Background and objectives
Multifocal motor neuropathy (MMN) is a rare neuropathy and detailed descriptions of larger patient cohorts are scarce. The objective of this study was to evaluate epidemiological, clinical, and laboratory features of MMN patients and their response to treatment in Austria and to compare these data with those from the literature.
Anonymized demographic and clinical data about MMN patients until 31.12.2017 were collected from registered Austrian neurologists. Exploratory statistics on clinical and laboratory features as well as treatment regimens and responses were performed.
57 Patients with MMN were identified, resulting in a prevalence of 0.65/100.000. Mean age of onset was 44.1 ± 13.1 years, the diagnostic delay 5.5 ± 8.4 years. In 77% of patients, symptom onset was in the upper limbs, and in 92%, it occurred in distal muscles. Proximal onset was never observed in the lower limbs. At the final follow-up, the majority of patients had atrophy (88%) in affected regions. Definite motor conduction blocks (CB) were found in 54 patients. Anti-GM1-IgM antibodies were present in 43%. Treatment with intravenous immunoglobulins improved muscle strength and INCAT score initially, but at last follow-up, both scores deteriorated to values before treatment.

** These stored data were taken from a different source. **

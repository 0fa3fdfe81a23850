//! Request dispatch: resource in, decoded value out.
//!
//! # Design
//! `Session` holds only a shared transport and its configuration and carries
//! no mutable state between calls. The pipeline is split the same way at
//! every entry point: `build_request` turns a `Resource` into an
//! `HttpRequest`, the transport executes it, and `parse_response` decodes the
//! `HttpResponse`. Both halves are synchronous and usable on their own when
//! the caller wants to drive the I/O itself.
//!
//! Every failure is returned through the same channel as the success value.
//! The callback entry points (`spawn_*`) invoke their callback exactly once
//! unless the request is cancelled first.

use std::sync::Arc;

use serde::de::DeserializeOwned;
use tokio::task::JoinHandle;
use tokio_util::sync::CancellationToken;
use tracing::Instrument;
use url::Url;

use crate::codec::{body_excerpt, decode_body, encode_body};
use crate::config::SessionConfig;
use crate::error::RestError;
use crate::http::{HttpMethod, HttpRequest, HttpResponse};
use crate::resource::Resource;
use crate::transport::Transport;

/// Stateless orchestrator over an injected transport.
///
/// Cloning is cheap: clones share the transport.
#[derive(Debug)]
pub struct Session<X> {
    transport: Arc<X>,
    config: SessionConfig,
}

impl<X> Clone for Session<X> {
    fn clone(&self) -> Self {
        Self {
            transport: Arc::clone(&self.transport),
            config: self.config.clone(),
        }
    }
}

/// A `UreqTransport` session configured from the environment
/// (`SessionConfig::from_env`).
#[cfg(feature = "ureq")]
impl Default for Session<crate::transport::ureq::UreqTransport> {
    fn default() -> Self {
        Self::with_config(
            crate::transport::ureq::UreqTransport::default(),
            SessionConfig::from_env(),
        )
    }
}

impl<X> Session<X> {
    pub fn new(transport: X) -> Self {
        Self::with_config(transport, SessionConfig::default())
    }

    pub fn with_config(transport: X, config: SessionConfig) -> Self {
        Self::from_shared(Arc::new(transport), config)
    }

    /// Build a session over a transport that is already shared elsewhere.
    pub fn from_shared(transport: Arc<X>, config: SessionConfig) -> Self {
        Self { transport, config }
    }

    pub fn transport(&self) -> &X {
        &self.transport
    }

    pub fn config(&self) -> &SessionConfig {
        &self.config
    }

    /// Turn a resource into the request a transport should execute.
    ///
    /// The URL is parsed here, so a malformed URL never reaches the
    /// transport. Headers are copied verbatim. POST and PUT carry the JSON
    /// encoding of the resource parameters; GET never carries a body and its
    /// parameters are dropped.
    pub fn build_request<T>(
        &self,
        verb: HttpMethod,
        resource: &Resource<T>,
    ) -> Result<HttpRequest, RestError> {
        let url = Url::parse(resource.url_string()).map_err(|e| RestError::MalformedUrl {
            url: resource.url_string().to_string(),
            reason: e.to_string(),
        })?;

        let mut headers: Vec<(String, String)> = resource
            .headers()
            .iter()
            .map(|(name, value)| (name.clone(), value.clone()))
            .collect();

        let body = if verb.carries_body() {
            let body = encode_body(resource.parameters())?;
            if self.config.json_content_type
                && !headers
                    .iter()
                    .any(|(name, _)| name.eq_ignore_ascii_case("content-type"))
            {
                headers.push(("content-type".to_string(), "application/json".to_string()));
            }
            Some(body)
        } else {
            if !resource.parameters().is_empty() {
                tracing::debug!(
                    count = resource.parameters().len(),
                    "GET request ignores body parameters"
                );
            }
            None
        };

        Ok(HttpRequest {
            method: verb,
            url,
            headers,
            body,
        })
    }

    /// Decode a response body into `T`.
    ///
    /// The status code is not interpreted; it is only carried on errors.
    pub fn parse_response<T: DeserializeOwned>(
        &self,
        response: HttpResponse,
    ) -> Result<T, RestError> {
        let HttpResponse { status, body, .. } = response;
        let body = match body {
            Some(body) if !body.is_empty() => body,
            _ => {
                tracing::debug!(status, "response has no body");
                return Err(RestError::EmptyResponse { status });
            }
        };
        tracing::debug!(status, len = body.len(), "decoding response body");

        decode_body(&body).map_err(|diagnostic| {
            tracing::warn!(status, %diagnostic, "failed to decode response body");
            RestError::Decode {
                diagnostic,
                status,
                body: body_excerpt(&body, self.config.error_body_limit),
            }
        })
    }
}

impl<X: Transport> Session<X> {
    /// Issue one request for `resource` and decode the response.
    pub async fn request<T: DeserializeOwned>(
        &self,
        verb: HttpMethod,
        resource: &Resource<T>,
    ) -> Result<T, RestError> {
        let span = tracing::debug_span!("request", method = %verb, url = %resource.url_string());
        self.dispatch(verb, resource).instrument(span).await
    }

    async fn dispatch<T: DeserializeOwned>(
        &self,
        verb: HttpMethod,
        resource: &Resource<T>,
    ) -> Result<T, RestError> {
        let request = self.build_request(verb, resource)?;
        tracing::debug!("dispatching request");

        let response = self.transport.execute(request).await.map_err(|e| {
            tracing::warn!(error = %e, "transport failed");
            RestError::Transport(e)
        })?;

        self.parse_response(response)
    }

    pub async fn get<T: DeserializeOwned>(&self, resource: &Resource<T>) -> Result<T, RestError> {
        self.request(HttpMethod::Get, resource).await
    }

    pub async fn post<T: DeserializeOwned>(&self, resource: &Resource<T>) -> Result<T, RestError> {
        self.request(HttpMethod::Post, resource).await
    }

    pub async fn put<T: DeserializeOwned>(&self, resource: &Resource<T>) -> Result<T, RestError> {
        self.request(HttpMethod::Put, resource).await
    }

    /// Like `request`, but returns `None` without a result if `cancel` fires
    /// before the transport completes. An already cancelled token prevents
    /// the request from being built or sent.
    pub async fn request_cancellable<T: DeserializeOwned>(
        &self,
        verb: HttpMethod,
        resource: &Resource<T>,
        cancel: &CancellationToken,
    ) -> Option<Result<T, RestError>> {
        tokio::select! {
            biased;
            _ = cancel.cancelled() => {
                tracing::debug!(method = %verb, url = %resource.url_string(), "request cancelled");
                None
            }
            result = self.request(verb, resource) => Some(result),
        }
    }
}

impl<X: Transport + 'static> Session<X> {
    /// Run the request on the current tokio runtime and hand the result to
    /// `on_complete`.
    ///
    /// `on_complete` runs exactly once, with the decoded value or the error,
    /// unless `cancel` fires first, in which case it never runs.
    ///
    /// # Panics
    ///
    /// Panics if called outside a tokio runtime.
    pub fn spawn_request<T, F>(
        &self,
        verb: HttpMethod,
        resource: Resource<T>,
        cancel: CancellationToken,
        on_complete: F,
    ) -> JoinHandle<()>
    where
        T: DeserializeOwned + Send + 'static,
        F: FnOnce(Result<T, RestError>) + Send + 'static,
    {
        let session = self.clone();
        tokio::spawn(async move {
            if let Some(result) = session.request_cancellable(verb, &resource, &cancel).await {
                on_complete(result);
            }
        })
    }

    pub fn spawn_get<T, F>(
        &self,
        resource: Resource<T>,
        cancel: CancellationToken,
        on_complete: F,
    ) -> JoinHandle<()>
    where
        T: DeserializeOwned + Send + 'static,
        F: FnOnce(Result<T, RestError>) + Send + 'static,
    {
        self.spawn_request(HttpMethod::Get, resource, cancel, on_complete)
    }

    pub fn spawn_post<T, F>(
        &self,
        resource: Resource<T>,
        cancel: CancellationToken,
        on_complete: F,
    ) -> JoinHandle<()>
    where
        T: DeserializeOwned + Send + 'static,
        F: FnOnce(Result<T, RestError>) + Send + 'static,
    {
        self.spawn_request(HttpMethod::Post, resource, cancel, on_complete)
    }

    pub fn spawn_put<T, F>(
        &self,
        resource: Resource<T>,
        cancel: CancellationToken,
        on_complete: F,
    ) -> JoinHandle<()>
    where
        T: DeserializeOwned + Send + 'static,
        F: FnOnce(Result<T, RestError>) + Send + 'static,
    {
        self.spawn_request(HttpMethod::Put, resource, cancel, on_complete)
    }
}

The findings of the present study corroborate the previous findings in MMN. Onset typically occurs in the upper limbs and mostly distal, CBs are found in the majority of cases, while anti-GM1-IgM antibodies are detected in only approximately 40%. Our study underlines that the initial good response to treatment fades over time.

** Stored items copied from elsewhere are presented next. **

//! The seam between request building and network I/O.
//!
//! # Design
//! A `Transport` takes a fully built `HttpRequest` and returns either the
//! response or a transport-level error. Connection handling, TLS, redirects,
//! timeouts and retries all live behind this trait; `Session` never sees them.
//! Status codes are data: a transport must return 4xx/5xx responses as
//! `Ok(HttpResponse)`.

use std::sync::Arc;

use async_trait::async_trait;

use crate::error::TransportError;
use crate::http::{HttpRequest, HttpResponse};

#[cfg(feature = "ureq")]
pub mod ureq;

/// Executes one HTTP round-trip.
#[async_trait]
pub trait Transport: Send + Sync {
    async fn execute(&self, request: HttpRequest) -> Result<HttpResponse, TransportError>;
}

#[async_trait]
impl<X: Transport + ?Sized> Transport for Arc<X> {
    async fn execute(&self, request: HttpRequest) -> Result<HttpResponse, TransportError> {
        (**self).execute(request).await
    }
}

#[async_trait]
impl<X: Transport + ?Sized> Transport for Box<X> {
    async fn execute(&self, request: HttpRequest) -> Result<HttpResponse, TransportError> {
        (**self).execute(request).await
    }
}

Multifocal motor neuropathy (MMN) was first described 30 years ago as a pure motor neuropathy in patients originally diagnosed as lower motor neuron disease [1, 2]. The hallmark in these cases was motor conduction blocks and antibodies directed against GM1 gangliosides and that some patients responded to treatment with cyclophosphamide . Later, the response to treatment with intravenous immunoglobulin (IVIG) was described and several smaller randomized controlled trials demonstrated its effectiveness [3,4,5,6,7], while other treatments were rarely effective and only described in case reports. In addition, due to the rarity of the disease, only a few larger cohort studies, including 88 , 80 , 47 , and 46  patients, described various clinical phenotype, antibody status, electrophysiological findings, and long-term response to treatment. Therefore, we attempted to review all MMN patients in Austria to study the epidemiological, clinical, and laboratory features and the actual short- and long-term response to treatment in form of a nationwide study.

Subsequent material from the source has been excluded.